Tendenz-Einschätzung (Progressiv): Der Artikel beschreibt die Aktionen der Houthis als strategische Schritte im Rahmen eines größeren geopolitischen Kampfes und stellt sie mit der "Achse des Widerstands" des Iran in Einklang.

Warum Faktentreue (68): The article reports the Houthi attacks on Saudi oil infrastructure and the blockade of commercial vessels, aligning with the primary source document. However, it mentions the strike on the Sanaa airport, which is not covered in the primary source.
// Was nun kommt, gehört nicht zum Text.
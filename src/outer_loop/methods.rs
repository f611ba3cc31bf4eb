use super::{GridKey, GridPointReport, OuterLoop, OuterLoopError, SweepReport, SweepStatus};
use crate::{
    inner_loop::{Dmft, DmftOutcome, InnerLoopBuilder},
    postprocessor, IOError,
};

pub(crate) trait Sweep {
    /// Walk the chemical-potential grid, solve each point to convergence or
    /// exhaustion, and persist its artifacts
    fn run_sweep(&mut self) -> Result<SweepReport, OuterLoopError>;
}

impl Sweep for OuterLoop<'_> {
    fn run_sweep(&mut self) -> Result<SweepReport, OuterLoopError> {
        self.convergence_settings.validate()?;

        std::fs::create_dir_all(&self.output.delta_directory).map_err(IOError::from)?;
        std::fs::create_dir_all(&self.output.sigma_directory).map_err(IOError::from)?;

        let mut report = SweepReport::default();
        let mut final_mu = self.base_mu;

        for offset in self.convergence_settings.offsets() {
            let key = GridKey::from_offset(offset);
            let candidate_mu = self.base_mu + offset;
            tracing::info!(dmu = offset, mu = candidate_mu, "starting grid point");

            let (state, status) = {
                let mut inner = InnerLoopBuilder::new()
                    .with_convergence_settings(self.convergence_settings)
                    .with_local_model(self.local_model)
                    .with_matsubara(self.matsubara)
                    .with_solver_ensemble(&mut self.ensemble)
                    .with_occupancy_targets(self.occupancy_targets.as_slice())
                    .build();

                let mut state =
                    inner.initialize(self.seed_interaction, None, candidate_mu)?;
                loop {
                    if state.iteration > 0 {
                        tracing::info!("restarting");
                    }
                    let (next, outcome) = inner.solve(state)?;
                    state = next;
                    match outcome {
                        DmftOutcome::Converged { iterations } => {
                            tracing::info!(dmu = offset, iterations, "converged");
                            break (state, SweepStatus::Converged);
                        }
                        DmftOutcome::BudgetExhausted { residual } => {
                            if state.iteration
                                >= self.convergence_settings.maximum_outer_iterations()
                            {
                                tracing::warn!(
                                    dmu = offset,
                                    residual,
                                    "iteration ceiling reached, persisting stale state"
                                );
                                break (state, SweepStatus::Exhausted);
                            }
                            tracing::info!(residual, "not converged, extending budget");
                            state.budget +=
                                self.convergence_settings.maximum_inner_iterations();
                        }
                    }
                }
            };

            postprocessor::write_delta(&self.output.delta_directory, &key, &state.delta)?;

            let sigma_diagonal =
                self.local_model
                    .physical_self_energy(self.energies, state.mu, &self.ensemble);
            let sigma = postprocessor::embed_diagonal(sigma_diagonal.view());
            postprocessor::write_sigma(&self.output.sigma_directory, &key, &sigma)?;

            final_mu = state.mu;
            report.points.push(GridPointReport {
                key,
                status,
                iterations: state.iteration,
            });
        }

        if self.convergence_settings.adjust_mu() {
            postprocessor::write_mu(&self.output.mu_file, final_mu)?;
        }

        Ok(report)
    }
}

#[cfg(test)]
mod test {
    use super::Sweep;
    use crate::hybridization::HybridizationTable;
    use crate::impurity::{ImpuritySolver, SolverEnsemble};
    use crate::outer_loop::{Convergence, OuterLoopBuilder, OutputLayout, SweepStatus};
    use crate::self_energy::{EquivalenceIndex, LocalModel};
    use crate::spectral::{EnergySpace, MatsubaraSpace};
    use ndarray::{Array1, Array2, Array3, ArrayView1};
    use num_complex::Complex;
    use std::path::Path;

    fn matsubara(beta: f64, n: usize) -> MatsubaraSpace {
        let grid = Array1::from_iter(
            (0..n).map(|k| Complex::new(0., (2 * k + 1) as f64 * std::f64::consts::PI / beta)),
        );
        MatsubaraSpace::new(grid).unwrap()
    }

    fn flat_table(matsubara: &MatsubaraSpace, num_orbitals: usize) -> HybridizationTable {
        let points = matsubara.frequencies().iter().map(|z| z.im).collect();
        let values = Array3::from_elem(
            (matsubara.num_points(), num_orbitals, num_orbitals),
            Complex::new(0., -0.05),
        );
        HybridizationTable::from_values(points, values).unwrap()
    }

    fn settings(inner: usize, outer: usize) -> Convergence {
        Convergence {
            tolerance: 1e-8,
            mixing: 0.,
            maximum_inner_iterations: inner,
            maximum_outer_iterations: outer,
            adjust_mu: false,
            dmu_min: 0.,
            dmu_max: 0.9,
            dmu_step: 1.,
        }
    }

    struct Static(Complex<f64>);

    impl ImpuritySolver for Static {
        fn fit(
            &mut self,
            _matsubara: &MatsubaraSpace,
            _hybridization: ArrayView1<Complex<f64>>,
        ) -> Result<(), crate::SolverError> {
            Ok(())
        }
        fn self_energy(&self, _z: Complex<f64>) -> Complex<f64> {
            self.0
        }
    }

    struct Oscillating(f64);

    impl ImpuritySolver for Oscillating {
        fn fit(
            &mut self,
            _matsubara: &MatsubaraSpace,
            _hybridization: ArrayView1<Complex<f64>>,
        ) -> Result<(), crate::SolverError> {
            self.0 = -self.0;
            Ok(())
        }
        fn self_energy(&self, _z: Complex<f64>) -> Complex<f64> {
            Complex::from(self.0)
        }
    }

    fn artifact_names(dir: &Path) -> Vec<String> {
        let mut names: Vec<String> = std::fs::read_dir(dir)
            .unwrap()
            .map(|entry| entry.unwrap().file_name().to_string_lossy().into_owned())
            .collect();
        names.sort();
        names
    }

    fn layout(root: &Path) -> OutputLayout {
        OutputLayout {
            delta_directory: root.join("delta_folder"),
            sigma_directory: root.join("sigma_folder"),
            mu_file: root.join("mu.txt"),
        }
    }

    #[test]
    fn reference_sweep_persists_two_artifacts_per_folder() {
        let scratch = tempfile::tempdir().unwrap();
        let matsubara = matsubara(40., 12);
        let table = flat_table(&matsubara, 2);
        let model = LocalModel::new(
            Array2::from_diag_elem(2, -0.1),
            &[0.5, 0.5],
            4.,
            &table,
            EquivalenceIndex::identity(2),
        )
        .unwrap();
        let energies = EnergySpace::new(Array1::linspace(-2., 2., 11)).unwrap();
        let settings = settings(10, 1000);
        let ensemble = SolverEnsemble::from_solvers(vec![
            Box::new(Static(Complex::from(0.2))),
            Box::new(Static(Complex::from(0.2))),
        ]);
        let mut outer = OuterLoopBuilder::new()
            .with_convergence_settings(&settings)
            .with_local_model(&model)
            .with_matsubara(&matsubara)
            .with_energies(&energies)
            .with_solver_ensemble(ensemble)
            .with_occupancy_targets(vec![0.5, 0.5])
            .with_base_mu(0.)
            .with_seed_interaction(4.)
            .with_output(layout(scratch.path()))
            .build()
            .unwrap();

        let report = outer.run_sweep().unwrap();

        assert_eq!(report.points.len(), 2);
        assert!(report.all_converged());
        assert_eq!(
            artifact_names(&scratch.path().join("delta_folder")),
            vec!["dmu_0.0000.npy", "dmu_0.9000.npy"]
        );
        assert_eq!(
            artifact_names(&scratch.path().join("sigma_folder")),
            vec!["dmu_0.0000.npy", "dmu_0.9000.npy"]
        );
        // fixed-mu mode never writes the converged chemical potential
        assert!(!scratch.path().join("mu.txt").exists());
    }

    #[test]
    fn exhausted_grid_points_still_persist_artifacts() {
        let scratch = tempfile::tempdir().unwrap();
        let matsubara = matsubara(40., 8);
        let table = flat_table(&matsubara, 1);
        let model = LocalModel::new(
            Array2::from_diag_elem(1, 0.),
            &[0.5],
            4.,
            &table,
            EquivalenceIndex::identity(1),
        )
        .unwrap();
        let energies = EnergySpace::new(Array1::linspace(-1., 1., 5)).unwrap();
        let mut settings = settings(3, 9);
        settings.dmu_max = 0.;
        let ensemble = SolverEnsemble::from_solvers(vec![Box::new(Oscillating(1.))]);
        let mut outer = OuterLoopBuilder::new()
            .with_convergence_settings(&settings)
            .with_local_model(&model)
            .with_matsubara(&matsubara)
            .with_energies(&energies)
            .with_solver_ensemble(ensemble)
            .with_occupancy_targets(vec![0.5])
            .with_base_mu(0.)
            .with_seed_interaction(4.)
            .with_output(layout(scratch.path()))
            .build()
            .unwrap();

        let report = outer.run_sweep().unwrap();

        assert_eq!(report.points.len(), 1);
        assert_eq!(report.points[0].status, SweepStatus::Exhausted);
        assert_eq!(report.points[0].iterations, 9);
        assert!(!report.all_converged());
        // stale output is persisted, flagged only through the report
        assert_eq!(
            artifact_names(&scratch.path().join("delta_folder")),
            vec!["dmu_0.0000.npy"]
        );
        assert_eq!(
            artifact_names(&scratch.path().join("sigma_folder")),
            vec!["dmu_0.0000.npy"]
        );
    }

    #[test]
    fn adaptive_mode_writes_the_final_chemical_potential() {
        let scratch = tempfile::tempdir().unwrap();
        let matsubara = matsubara(40., 8);
        let table = flat_table(&matsubara, 1);
        let model = LocalModel::new(
            Array2::from_diag_elem(1, 0.),
            &[0.5],
            4.,
            &table,
            EquivalenceIndex::identity(1),
        )
        .unwrap();
        let energies = EnergySpace::new(Array1::linspace(-1., 1., 5)).unwrap();
        let mut settings = settings(10, 1000);
        settings.adjust_mu = true;
        settings.dmu_max = 0.;
        let ensemble = SolverEnsemble::from_solvers(vec![Box::new(Static(Complex::from(0.1)))]);
        let mut outer = OuterLoopBuilder::new()
            .with_convergence_settings(&settings)
            .with_local_model(&model)
            .with_matsubara(&matsubara)
            .with_energies(&energies)
            .with_solver_ensemble(ensemble)
            .with_occupancy_targets(vec![0.5])
            .with_base_mu(0.2)
            .with_seed_interaction(4.)
            .with_output(layout(scratch.path()))
            .build()
            .unwrap();

        outer.run_sweep().unwrap();

        let written = std::fs::read_to_string(scratch.path().join("mu.txt")).unwrap();
        let mu: f64 = written.trim().parse().unwrap();
        assert!(mu.is_finite());
    }

    #[test]
    fn invalid_ceilings_abort_before_any_output() {
        let scratch = tempfile::tempdir().unwrap();
        let matsubara = matsubara(40., 8);
        let table = flat_table(&matsubara, 1);
        let model = LocalModel::new(
            Array2::from_diag_elem(1, 0.),
            &[0.5],
            4.,
            &table,
            EquivalenceIndex::identity(1),
        )
        .unwrap();
        let energies = EnergySpace::new(Array1::linspace(-1., 1., 5)).unwrap();
        let settings = settings(10, 5);
        let ensemble = SolverEnsemble::from_solvers(vec![Box::new(Static(Complex::from(0.)))]);
        let mut outer = OuterLoopBuilder::new()
            .with_convergence_settings(&settings)
            .with_local_model(&model)
            .with_matsubara(&matsubara)
            .with_energies(&energies)
            .with_solver_ensemble(ensemble)
            .with_occupancy_targets(vec![0.5])
            .with_base_mu(0.)
            .with_seed_interaction(4.)
            .with_output(layout(scratch.path()))
            .build()
            .unwrap();

        assert!(outer.run_sweep().is_err());
        assert!(!scratch.path().join("delta_folder").exists());
        assert!(!scratch.path().join("sigma_folder").exists());
    }
}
It also refers to the establishment of a multination

Warum Objektivität (72): The article presents the conflict from a neutral perspective, discussing both sides' actions and responses. It includes quotes from experts and provides context about the broader implications of the conflict. There is no overt bias or emotional language, maintaining a balanced tone.

Tagesschau (ARD) logoTagesschau (ARD)Staatlich / öffentlichMittevor 6 Std.
Trump sagt Angriffe auf Iran vorerst ab

Der US-Präsident Donald Trump hat angeblich geplante Militärschläge gegen den Iran wegen angeblichen Fortschritts in den diplomatischen Bemühungen um eine Lösung abgesagt. Laut Trumps Erklärung auf seiner Plattform Truth Social wurde die Entscheidung getroffen, weil "die Umrisse einer Vereinbarung" ausgearbeitet wurden, einschließlich der vollständigen Öffnung der Straße von Hormuz und des Endes der iranischen nuklearen Bedrohung. Er betonte, dass das US-Militär für Aktionen bereit ist, sich aber zu diesem Zeitpunkt zurückhält. Darüber hinaus hat sich Israel verpflichtet, den Iran vorläufig nicht anzugreifen. Trump gab jedoch keine weiteren Details zu diesen angeblichen diplomatischen Fortschritten vor, und weder der Iran noch andere an den Gesprächen beteiligte Länder haben sich bisher geäußert. Dies wäre nicht das erste Mal, dass Trump einen Durchbruch ankündigt, der später unbegründet war. Trump hatte zuvor mit schweren Angriffen auf die Infrastruktur des Iran gedroht und erklärt, dass sich schließlich "das nicht mehr als Vergeltung" erweisen würde. In der Zwischenzeit warnte Saudi-Arabien vor einem Angriff auf Israel, aber entschied sich in diesem Moment zurückzuhalten.

Tendenz-Einschätzung (Mitte): Der Artikel präsentiert Trumps Ankündigung, mögliche militärische Aktionen gegen den Iran einzustellen, neben diplomatischen Entwicklungen, ohne offen eine der beiden Seiten zu begünstigen.